%%

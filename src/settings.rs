//! Invocation options and the definitions document.
//!
//! The definitions document is the single YAML file declaring where the
//! parameters live, how unknown names are treated, and the per-parameter
//! specs. Invocation options carry the document's location plus optional
//! overrides; an option passed explicitly wins over the document value.

use crate::error::ParamError;
use crate::registry::{ParameterRegistry, RawParameterSpec};
use serde::Deserialize;
use std::collections::BTreeMap;
use std::fs;
use std::path::PathBuf;

pub const DEFAULT_DEFINITIONS_FILE: &str = "parameters.yml";
pub const DEFAULT_PARAMETER_KEY: &str = "parameters";
const DIST_SUFFIX: &str = ".dist";

/// The key-value block a caller hands to a run.
#[derive(Debug, Clone)]
pub struct Options {
    pub definitions_file: PathBuf,
    pub parameters_file: Option<PathBuf>,
    pub parameters_dist_file: Option<PathBuf>,
    pub parameter_key: Option<String>,
    pub ignore_unknown_parameters: Option<bool>,
    /// Inline parameter specs merged over the document's, keyed by name.
    pub parameters: BTreeMap<String, RawParameterSpec>,
}

impl Default for Options {
    fn default() -> Self {
        Self {
            definitions_file: PathBuf::from(DEFAULT_DEFINITIONS_FILE),
            parameters_file: None,
            parameters_dist_file: None,
            parameter_key: None,
            ignore_unknown_parameters: None,
            parameters: BTreeMap::new(),
        }
    }
}

/// Raw shape of the definitions document.
#[derive(Debug, Clone, Default, Deserialize)]
struct DefinitionsDoc {
    #[serde(rename = "parameters-file")]
    parameters_file: Option<PathBuf>,
    #[serde(rename = "parameters-dist-file")]
    parameters_dist_file: Option<PathBuf>,
    #[serde(rename = "parameter-key")]
    parameter_key: Option<String>,
    #[serde(rename = "ignore-unknown-parameters")]
    ignore_unknown_parameters: Option<bool>,
    #[serde(default)]
    parameters: BTreeMap<String, RawParameterSpec>,
}

/// Fully resolved run settings: file locations, tolerance flag, and the
/// parameter registry. Read-only once loaded.
#[derive(Debug, Clone)]
pub struct Settings {
    pub parameters_file: PathBuf,
    pub parameters_dist_file: PathBuf,
    pub parameter_key: String,
    pub ignore_unknown_parameters: bool,
    pub registry: ParameterRegistry,
}

impl Settings {
    /// Load the definitions document and resolve every setting to its
    /// final value, applying defaults for the optional ones.
    pub fn load(options: &Options) -> Result<Self, ParamError> {
        if !options.definitions_file.is_file() {
            return Err(ParamError::MissingDefinitionsFile(
                options.definitions_file.clone(),
            ));
        }

        let text = fs::read_to_string(&options.definitions_file)?;
        // An empty document is tolerated; the parameters-file check below
        // reports the actionable error.
        let value: serde_yaml::Value =
            serde_yaml::from_str(&text).map_err(|source| ParamError::Document {
                path: options.definitions_file.clone(),
                source,
            })?;
        let doc: DefinitionsDoc = if value.is_null() {
            DefinitionsDoc::default()
        } else {
            serde_yaml::from_value(value).map_err(|source| ParamError::Document {
                path: options.definitions_file.clone(),
                source,
            })?
        };

        let parameters_file = options
            .parameters_file
            .clone()
            .or(doc.parameters_file)
            .filter(|path| !path.as_os_str().is_empty())
            .ok_or(ParamError::MissingParametersFile)?;

        let parameters_dist_file = options
            .parameters_dist_file
            .clone()
            .or(doc.parameters_dist_file)
            .unwrap_or_else(|| {
                PathBuf::from(format!("{}{}", parameters_file.display(), DIST_SUFFIX))
            });

        let parameter_key = options
            .parameter_key
            .clone()
            .or(doc.parameter_key)
            .filter(|key| !key.is_empty())
            .unwrap_or_else(|| DEFAULT_PARAMETER_KEY.to_string());

        let ignore_unknown_parameters = options
            .ignore_unknown_parameters
            .or(doc.ignore_unknown_parameters)
            .unwrap_or(true);

        // Inline invocation specs override document specs of the same name.
        let mut specs = doc.parameters;
        for (name, spec) in &options.parameters {
            specs.insert(name.clone(), spec.clone());
        }
        let registry = ParameterRegistry::from_specs(&specs)?;

        Ok(Self {
            parameters_file,
            parameters_dist_file,
            parameter_key,
            ignore_unknown_parameters,
            registry,
        })
    }
}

%%

(ABOUT THIS EXERCISE):
Restate, word for word, the listing above from its first line through the line that contains "location plus optional", keeping both of those lines.

(RESULT):
filename src/settings.rs
//! Invocation options and the definitions document.
//!
//! The definitions document is the single YAML file declaring where the
//! parameters live, how unknown names are treated, and the per-parameter
//! specs. Invocation options carry the document's location plus optional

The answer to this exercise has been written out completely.